Na medida em que fui vivendo o milagre, acabei gostando daquilo, vi ali uma nova forma de conhecimento a ser aprendido e sistematizei o milagre para aprendê-lo, eu queria apenas uma cura, mas era ótimo ser bom em algo novamente. Eu realmente me dedicava mais do que os demais, e era evidente que eu progredisse mais rápido, mas a custo de quê? Não era uma competição.


As situações ficaram difíceis e recebi a proposta de ter minha cura e viver minha vidinha pregressa ou assumir responsabilidades para com o mundo, isso tudo foi confuso, mas o maior choque foi quando descobri uma verdade que eu deveria ter descoberto a muito tempo, uma descoberta que mudou minha forma de ver o mundo: não é sobre mim.

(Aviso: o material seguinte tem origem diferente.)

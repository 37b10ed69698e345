mod blocks;
mod fcn;
mod import;
mod vgg;

pub use blocks::{ConvStage, ConvStageConfig, UpsampleBlock, UpsampleBlockConfig};

pub use fcn::{FcnHead, FcnHeadConfig, FcnVgg, FcnVggConfig, ModelSummary};
pub use import::import_torchvision_vgg16;
pub use vgg::{BackboneRecorder, Vgg16, Vgg16Config, VggFeatures, load_vgg};
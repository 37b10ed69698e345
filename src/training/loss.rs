//! Segmentation Cross Entropy Loss
//!
//! Per-pixel softmax cross entropy, built on the same ideas as burn's `CrossEntropyLoss`
//! with an extra validity mask and handling of the spatial dimensions.

use burn::{
    module::{Content, DisplaySettings, ModuleDisplay},
    prelude::*,
    tensor::activation::log_softmax,
};

/// Configuration to create a [Segmentation Cross-entropy loss](SegmentationCrossEntropyLoss) using the [init function](SegmentationCrossEntropyLossConfig::init).
#[derive(Config, Debug)]
pub struct SegmentationCrossEntropyLossConfig {
    /// Create weighted cross-entropy.
    ///
    /// The loss of a pixel is multiplied by the weight of its label, and the mean is taken over
    /// the summed weights of the valid pixels.
    ///
    /// # Pre-conditions
    ///   - The order of the weight vector should correspond to the label integer assignment.
    pub weights: Option<Vec<f32>>,

    /// Inputs are logits; set to false to pass probabilities.
    #[config(default = true)]
    pub logits: bool,

    /// Label excluded from the loss, e.g. a "don't care" region.
    pub ignore_index: Option<usize>,
}

impl SegmentationCrossEntropyLossConfig {
    pub fn init<B: Backend>(&self, device: &B::Device) -> SegmentationCrossEntropyLoss<B> {
        self.assertions();
        SegmentationCrossEntropyLoss {
            weights: self
                .weights
                .as_ref()
                .map(|e| Tensor::<B, 1>::from_floats(e.as_slice(), device)),
            logits: self.logits,
            ignore_index: self.ignore_index,
        }
    }

    fn assertions(&self) {
        if let Some(weights) = self.weights.as_ref() {
            assert!(
                weights.iter().all(|e| e > &0.),
                "Weights of cross-entropy have to be positive."
            );
        }
    }
}

/// Mean per-pixel cross entropy between class scores and integer labels.
///
/// Should be created using [SegmentationCrossEntropyLossConfig]
#[derive(Module, Debug)]
#[module(custom_display)]
pub struct SegmentationCrossEntropyLoss<B: Backend> {
    /// Weights for cross-entropy.
    pub weights: Option<Tensor<B, 1>>,
    /// Use logits as input.
    pub logits: bool,
    /// Ignore specific index during loss calculation.
    pub ignore_index: Option<usize>,
}

impl<B: Backend> ModuleDisplay for SegmentationCrossEntropyLoss<B> {
    fn custom_settings(&self) -> Option<DisplaySettings> {
        DisplaySettings::new()
            .with_new_line_after_attribute(false)
            .optional()
    }

    fn custom_content(&self, content: Content) -> Option<Content> {
        content
            .add("weights", &self.weights)
            .add("logits", &self.logits)
            .add("ignore_index", &self.ignore_index)
            .optional()
    }
}

impl<B: Backend> SegmentationCrossEntropyLoss<B> {
    /// Compute the criterion on the input tensor.
    ///
    /// Returns 0 when no pixel is valid.
    ///
    /// # Shapes
    ///
    /// - predictions: `[batch_size, num_classes, height, width]`
    /// - targets: `[batch_size, 1, height, width]` (integer class indices)
    /// - mask: `[batch_size, 1, height, width]` (true marks pixels that count)
    pub fn forward(
        &self,
        predictions: Tensor<B, 4>,
        targets: Tensor<B, 4, Int>,
        mask: Tensor<B, 4, Bool>,
    ) -> Tensor<B, 1> {
        Self::assertions(&predictions, &targets, &mask);

        let [batch_size, num_classes, height, width] = predictions.dims();
        let pixels = batch_size * height * width;

        let predictions_2d = predictions
            .reshape([batch_size, num_classes, height * width])
            .permute([0, 2, 1])
            .reshape([pixels, num_classes]);
        let targets_1d: Tensor<B, 1, Int> = targets.reshape([pixels]);
        let mask_1d: Tensor<B, 1, Bool> = mask.reshape([pixels]);

        // Ignored labels may be out of range, so point them at class 0 before gathering.
        let (targets_1d, valid) = match self.ignore_index {
            Some(ignore_idx) => {
                let ignored = targets_1d.clone().equal_elem(ignore_idx as i32);
                let kept = targets_1d.clone().not_equal_elem(ignore_idx as i32);
                (
                    targets_1d.mask_fill(ignored, 0),
                    (mask_1d.int() * kept.int()).float(),
                )
            }
            None => (targets_1d, mask_1d.int().float()),
        };

        let log_probs = if self.logits {
            log_softmax(predictions_2d, 1)
        } else {
            predictions_2d.log()
        };

        let neg_log_likelihood = log_probs
            .gather(1, targets_1d.clone().reshape([pixels, 1]))
            .reshape([pixels])
            .neg();

        let pixel_weights = match &self.weights {
            Some(weights) => weights.clone().gather(0, targets_1d) * valid,
            None => valid,
        };

        let total = (neg_log_likelihood * pixel_weights.clone()).sum();
        let denominator = pixel_weights.sum().clamp_min(f32::EPSILON);

        total / denominator
    }

    fn assertions(
        predictions: &Tensor<B, 4>,
        targets: &Tensor<B, 4, Int>,
        mask: &Tensor<B, 4, Bool>,
    ) {
        let [pred_batch, _pred_classes, pred_height, pred_width] = predictions.dims();
        let [target_batch, target_channels, target_height, target_width] = targets.dims();
        let [mask_batch, mask_channels, mask_height, mask_width] = mask.dims();

        assert_eq!(
            pred_batch, target_batch,
            "Batch size mismatch: predictions ({}) vs targets ({})",
            pred_batch, target_batch
        );

        assert_eq!(
            pred_batch, mask_batch,
            "Batch size mismatch: predictions ({}) vs mask ({})",
            pred_batch, mask_batch
        );

        assert_eq!(
            target_channels, 1,
            "Target should have exactly 1 channel, got {}",
            target_channels
        );

        assert_eq!(
            mask_channels, 1,
            "Mask should have exactly 1 channel, got {}",
            mask_channels
        );

        assert!(
            pred_height == target_height && pred_width == target_width,
            "Spatial dimensions mismatch: predictions ({},{}) vs targets ({},{})",
            pred_height,
            pred_width,
            target_height,
            target_width
        );

        assert!(
            pred_height == mask_height && pred_width == mask_width,
            "Spatial dimensions mismatch: predictions ({},{}) vs mask ({},{})",
            pred_height,
            pred_width,
            mask_height,
            mask_width
        );
    }
}

#[cfg(test)]
mod tests {
    use super::*;
    use burn::backend::NdArray;

    type TestBackend = NdArray;

    fn scalar(tensor: Tensor<TestBackend, 1>) -> f32 {
        tensor.into_scalar().elem::<f32>()
    }

    /// Two pixels, two classes. Pixel 0 favours class 0, pixel 1 favours class 1.
    fn predictions(device: &<TestBackend as Backend>::Device) -> Tensor<TestBackend, 4> {
        Tensor::<TestBackend, 1>::from_floats([2.0, -1.0, 0.0, 3.0], device).reshape([1, 2, 1, 2])
    }

    fn expected_nll(logits: [f32; 2], target: usize) -> f32 {
        let log_sum = logits.iter().map(|l| l.exp()).sum::<f32>().ln();
        log_sum - logits[target]
    }

    #[test]
    fn uniform_logits_give_log_num_classes() {
        let device = Default::default();
        let loss = SegmentationCrossEntropyLossConfig::new().init::<TestBackend>(&device);

        let predictions = Tensor::<TestBackend, 4>::zeros([2, 3, 4, 4], &device);
        let targets = Tensor::<TestBackend, 4, Int>::ones([2, 1, 4, 4], &device);
        let mask = targets.ones_like().bool();

        let value = scalar(loss.forward(predictions, targets, mask));

        assert!((value - 3f32.ln()).abs() < 1e-5);
    }

    #[test]
    fn matches_softmax_cross_entropy_per_pixel() {
        let device = Default::default();
        let loss = SegmentationCrossEntropyLossConfig::new().init::<TestBackend>(&device);

        // Pixel 0 logits (2, 0) with label 1, pixel 1 logits (-1, 3) with label 1.
        let targets = Tensor::<TestBackend, 1, Int>::from_ints([1, 1], &device).reshape([1, 1, 1, 2]);
        let mask = targets.ones_like().bool();

        let value = scalar(loss.forward(predictions(&device), targets, mask));
        let expected = (expected_nll([2.0, 0.0], 1) + expected_nll([-1.0, 3.0], 1)) / 2.0;

        assert!((value - expected).abs() < 1e-5);
    }

    #[test]
    fn masked_pixels_do_not_count() {
        let device = Default::default();
        let loss = SegmentationCrossEntropyLossConfig::new().init::<TestBackend>(&device);

        let targets = Tensor::<TestBackend, 1, Int>::from_ints([1, 1], &device).reshape([1, 1, 1, 2]);
        let mask = Tensor::<TestBackend, 1, Int>::from_ints([0, 1], &device)
            .reshape([1, 1, 1, 2])
            .bool();

        let value = scalar(loss.forward(predictions(&device), targets, mask));

        assert!((value - expected_nll([-1.0, 3.0], 1)).abs() < 1e-5);
    }

    #[test]
    fn ignore_index_excludes_out_of_range_labels() {
        let device = Default::default();
        let loss = SegmentationCrossEntropyLossConfig::new()
            .with_ignore_index(Some(255))
            .init::<TestBackend>(&device);

        let targets =
            Tensor::<TestBackend, 1, Int>::from_ints([255, 1], &device).reshape([1, 1, 1, 2]);
        let mask = targets.ones_like().bool();

        let value = scalar(loss.forward(predictions(&device), targets, mask));

        assert!((value - expected_nll([-1.0, 3.0], 1)).abs() < 1e-5);
    }

    #[test]
    fn no_valid_pixels_gives_zero() {
        let device = Default::default();
        let loss = SegmentationCrossEntropyLossConfig::new().init::<TestBackend>(&device);

        let targets = Tensor::<TestBackend, 4, Int>::zeros([1, 1, 1, 2], &device);
        let mask = targets.clone().bool();

        let value = scalar(loss.forward(predictions(&device), targets, mask));

        assert_eq!(value, 0.0);
    }

    #[test]
    fn weights_rescale_per_class() {
        let device = Default::default();
        let loss = SegmentationCrossEntropyLossConfig::new()
            .with_weights(Some(vec![1.0, 3.0]))
            .init::<TestBackend>(&device);

        let targets = Tensor::<TestBackend, 1, Int>::from_ints([0, 1], &device).reshape([1, 1, 1, 2]);
        let mask = targets.ones_like().bool();

        let value = scalar(loss.forward(predictions(&device), targets, mask));
        let expected =
            (expected_nll([2.0, 0.0], 0) + 3.0 * expected_nll([-1.0, 3.0], 1)) / (1.0 + 3.0);

        assert!((value - expected).abs() < 1e-5);
    }

    #[test]
    fn probabilities_match_logits_after_softmax() {
        let device = Default::default();
        let from_logits = SegmentationCrossEntropyLossConfig::new().init::<TestBackend>(&device);
        let from_probabilities = SegmentationCrossEntropyLossConfig::new()
            .with_logits(false)
            .init::<TestBackend>(&device);

        let targets = Tensor::<TestBackend, 1, Int>::from_ints([0, 1], &device).reshape([1, 1, 1, 2]);
        let mask = targets.ones_like().bool();
        let probabilities = burn::tensor::activation::softmax(predictions(&device), 1);

        let expected = scalar(from_logits.forward(predictions(&device), targets.clone(), mask.clone()));
        let value = scalar(from_probabilities.forward(probabilities, targets, mask));

        assert!((value - expected).abs() < 1e-5);
    }

    #[test]
    #[should_panic(expected = "Target should have exactly 1 channel")]
    fn rejects_one_hot_targets() {
        let device = Default::default();
        let loss = SegmentationCrossEntropyLossConfig::new().init::<TestBackend>(&device);

        let targets = Tensor::<TestBackend, 4, Int>::zeros([1, 2, 1, 2], &device);
        let mask = Tensor::<TestBackend, 4, Int>::ones([1, 1, 1, 2], &device).bool();

        loss.forward(predictions(&device), targets, mask);
    }
}
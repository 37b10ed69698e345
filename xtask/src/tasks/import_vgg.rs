use std::fs::{self, File};
use std::path::{Path, PathBuf};

use anyhow::{Context, Result};
use burn::{backend::ndarray::NdArrayDevice, module::Module};
use burn_fcn::{
    Vgg16Config,
    model::{BackboneRecorder, import_torchvision_vgg16},
};
use clap::Args;
use reqwest::blocking::Client;

use super::CpuBackend;

/// ImageNet VGG16 (torchvision weights, timm export).
pub const VGG16_URL: &str =
    "https://huggingface.co/timm/vgg16.tv_in1k/resolve/main/model.safetensors";

#[derive(Args)]
pub struct ImportVggArgs {
    /// Folder receiving `vgg/vgg16.mpk`.
    #[arg(short, long, default_value = "./data")]
    pub data_dir: PathBuf,

    /// Local `.safetensors` export to convert instead of downloading one.
    #[arg(short, long)]
    pub input: Option<PathBuf>,

    #[arg(long, default_value = VGG16_URL)]
    pub url: String,
}

pub fn run(args: &ImportVggArgs) -> Result<()> {
    let record = import_vgg(&args.data_dir, args.input.as_deref(), &args.url)?;
    println!("VGG16 weights written to {}.mpk", record.display());

    Ok(())
}

/// Path of the backbone record under `data_dir`, without the recorder extension.
pub fn vgg_record_path(data_dir: &Path) -> PathBuf {
    data_dir.join("vgg").join("vgg16")
}

/// Download and convert the ImageNet weights unless `<data_dir>/vgg/vgg16.mpk` already exists.
pub fn maybe_download_pretrained_vgg(data_dir: &Path) -> Result<PathBuf> {
    let record = vgg_record_path(data_dir);
    if record.with_extension("mpk").exists() {
        return Ok(record);
    }

    tracing::info!("Downloading pre-trained vgg model...");
    import_vgg(data_dir, None, VGG16_URL)
}

fn import_vgg(data_dir: &Path, input: Option<&Path>, url: &str) -> Result<PathBuf> {
    let source = match input {
        Some(path) => path.to_path_buf(),
        None => {
            let path = data_dir.join("vgg").join("vgg16.safetensors");
            http_get_to_file_noclobber(url, &path)?;
            path
        }
    };

    let vgg = import_torchvision_vgg16::<CpuBackend, _>(
        &Vgg16Config::new(),
        &source,
        &NdArrayDevice::Cpu,
    )?;

    let record = vgg_record_path(data_dir);
    vgg.save_file(record.clone(), &BackboneRecorder::new())
        .map_err(|e| anyhow::anyhow!("Unable to save {}: {:?}", record.display(), e))?;

    Ok(record)
}

fn http_get_to_file_noclobber(url: &str, out_path: &Path) -> Result<()> {
    if out_path.exists() {
        return Ok(());
    }
    if let Some(dir) = out_path.parent() {
        fs::create_dir_all(dir).with_context(|| format!("create dir: {}", dir.display()))?;
    }

    let mut res = Client::new()
        .get(url)
        .send()
        .with_context(|| format!("GET {url}"))?;
    let status = res.status();
    anyhow::ensure!(status.is_success(), "HTTP {status} for {url}");

    let partial = out_path.with_extension("part");
    let mut file =
        File::create(&partial).with_context(|| format!("open {}", partial.display()))?;
    std::io::copy(&mut res, &mut file).with_context(|| format!("read body: {url}"))?;
    fs::rename(&partial, out_path)
        .with_context(|| format!("rename to {}", out_path.display()))?;

    Ok(())
}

Quando se é um egocêntrico, corre-se o risco de achar que se trata de você, que o mundo e as demais pessoas são apenas figurantes ou personagens secundários, mas não se trata de você. O mundo é muito maior que isso.


Decidi por não encontrar a minha cura, embora eu perca com isso, caso eu encontrasse, o mudo perderia mais. Não é sobre mim, é sobre um mundo que precisa de ajuda. Passei do miserável que precisava de ajuda, mas não queria, para alguém que podia ajudar os demais. Talvez você ache que isso é o ideal para um egocêntrico, sair da posição de necessitado para a de caridoso benfeitor, mas não é sobre mim. Esquecer a própria ferida e a própria necessidade não é algo simples.


Talvez o meu maior milagre tenha sido recuperar as pessoas que desprezei no passado e ainda ganhar novos amigos, permitindo-me ser ajudado por eles, pude ir muito mais longe, pude enfrentar forças que pareciam gigantescas e indestrutíveis, tudo isso porque pude mudar a perspectiva do tempo. Não venci porque sou forte, venci porque fui insistente.


Hoje eu quero ajudar a curar a ferida do mundo, ou ao menos ensiná-lo a conviver com ela. É claro, ainda sou eu, fazendo do meu jeito, mas o que eu esperava, tornar-me outro? Ainda sou eu, mesmo não se tratando sobre mim. E é por isso que colaboro da minha forma, com minhas listas de ameaças, minhas soluções em livros e meu jeito sarcástico. Porque sou alguém ferido, mas alguém que aceitou o milagre para o mundo em uma nova missão, bem diferente da brilhante carreira que eu tinha.


Eu não sou o Mago Supremo. Eu não sou o Mestre Stephen Strange… também não sou Doutor Stephen Strange. Eu não tenho um manto da levitação, nem carrego uma Joia do Infinito dentro do Olho de Agamotto. Eu não sou um mago. Sou apenas um estranho que aceitou o milagre e entendeu a difícil lição para os orgulhosos: não é sobre mim.